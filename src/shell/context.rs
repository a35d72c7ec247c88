//! Application context shared by the shell and the CLI modes
//!
//! Loaded once at start, the context owns the HTTP client, the response cache
//! (flushed on each write) and the database connection, and is dropped at exit.

use crate::cache::ResponseCache;
use crate::config::Config;
use crate::fetch::{build_http_client, FetchError};
use crate::scrape::{load_city_rankings, City};
use crate::search::{BusinessSearch, Category, Location};
use crate::storage::{SqliteStorage, Storage};
use crate::Result;
use reqwest::Client;
use std::path::Path;

/// Everything a session needs, passed explicitly instead of held in globals
pub struct AppContext {
    pub config: Config,
    pub client: Client,
    pub cache: ResponseCache,
    pub storage: SqliteStorage,
    pub search: BusinessSearch,
}

impl AppContext {
    /// Builds the HTTP client, loads the cache and opens the database
    pub fn open(config: Config) -> Result<Self> {
        let client = build_http_client(&config.user_agent).map_err(FetchError::Client)?;
        let cache = ResponseCache::load(&config.output.cache_path);
        let storage = SqliteStorage::new(Path::new(&config.output.database_path))?;
        let search = BusinessSearch::from_config(client.clone(), &config.search);

        tracing::info!(
            "Cache {} holds {} entries",
            cache.path().display(),
            cache.len()
        );

        Ok(Self {
            config,
            client,
            cache,
            storage,
            search,
        })
    }

    /// Scrapes the ranking page (through the cache) and upserts its cities
    pub async fn refresh_cities(&mut self, refresh: bool) -> Result<Vec<City>> {
        let cities = load_city_rankings(
            &self.client,
            &mut self.cache,
            &self.config.source.ranking_url,
            refresh,
        )
        .await?;

        self.storage.upsert_cities(&cities)?;
        Ok(cities)
    }

    /// Returns the stored locations of a pair, searching and storing them first if needed
    ///
    /// The rows handed back are always read from the database, so what the
    /// shell shows is exactly what was persisted.
    pub async fn ensure_locations(&mut self, city: &str, category: Category) -> Result<Vec<Location>> {
        if !self.storage.has_search(city, category)? {
            let found = self.search.search(&mut self.cache, city, category).await?;
            self.storage.upsert_locations(city, category, &found)?;
        } else {
            tracing::debug!("Using stored {} locations for {}", category, city);
        }

        Ok(crate::analysis::load_locations(&self.storage, city, category)?)
    }
}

Work instruction: The data above needs retyping. Reproduce each line exactly.

Completed task:
filename src/shell/context.rs
repository a35d72c7ec247c88
//! Application context shared by the shell and the CLI modes
//!
//! Loaded once at start, the context owns the HTTP client, the response cache
//! (flushed on each write) and the database connection, and is dropped at exit.

use crate::cache::ResponseCache;
use crate::config::Config;
use crate::fetch::{build_http_client, FetchError};
use crate::scrape::{load_city_rankings, City};
use crate::search::{BusinessSearch, Category, Location};
use crate::storage::{SqliteStorage, Storage};
use crate::Result;
use reqwest::Client;
use std::path::Path;

/// Everything a session needs, passed explicitly instead of held in globals
pub struct AppContext {
    pub config: Config,
    pub client: Client,
    pub cache: ResponseCache,
    pub storage: SqliteStorage,
    pub search: BusinessSearch,
}

impl AppContext {
    /// Builds the HTTP client, loads the cache and opens the database
    pub fn open(config: Config) -> Result<Self> {
        let client = build_http_client(&config.user_agent).map_err(FetchError::Client)?;
        let cache = ResponseCache::load(&config.output.cache_path);
        let storage = SqliteStorage::new(Path::new(&config.output.database_path))?;
        let search = BusinessSearch::from_config(client.clone(), &config.search);

        tracing::info!(
            "Cache {} holds {} entries",
            cache.path().display(),
            cache.len()
        );

        Ok(Self {
            config,
            client,
            cache,
            storage,
            search,
        })
    }

    /// Scrapes the ranking page (through the cache) and upserts its cities
    pub async fn refresh_cities(&mut self, refresh: bool) -> Result<Vec<City>> {
        let cities = load_city_rankings(
            &self.client,
            &mut self.cache,
            &self.config.source.ranking_url,
            refresh,
        )
        .await?;

        self.storage.upsert_cities(&cities)?;
        Ok(cities)
    }

    /// Returns the stored locations of a pair, searching and storing them first if needed
    ///
    /// The rows handed back are always read from the database, so what the
    /// shell shows is exactly what was persisted.
    pub async fn ensure_locations(&mut self, city: &str, category: Category) -> Result<Vec<Location>> {
        if !self.storage.has_search(city, category)? {
            let found = self.search.search(&mut self.cache, city, category).await?;
            self.storage.upsert_locations(city, category, &found)?;
        } else {
            tracing::debug!("Using stored {} locations for {}", category, city);
        }

        Ok(crate::analysis::load_locations(&self.storage, city, category)?)
    }
}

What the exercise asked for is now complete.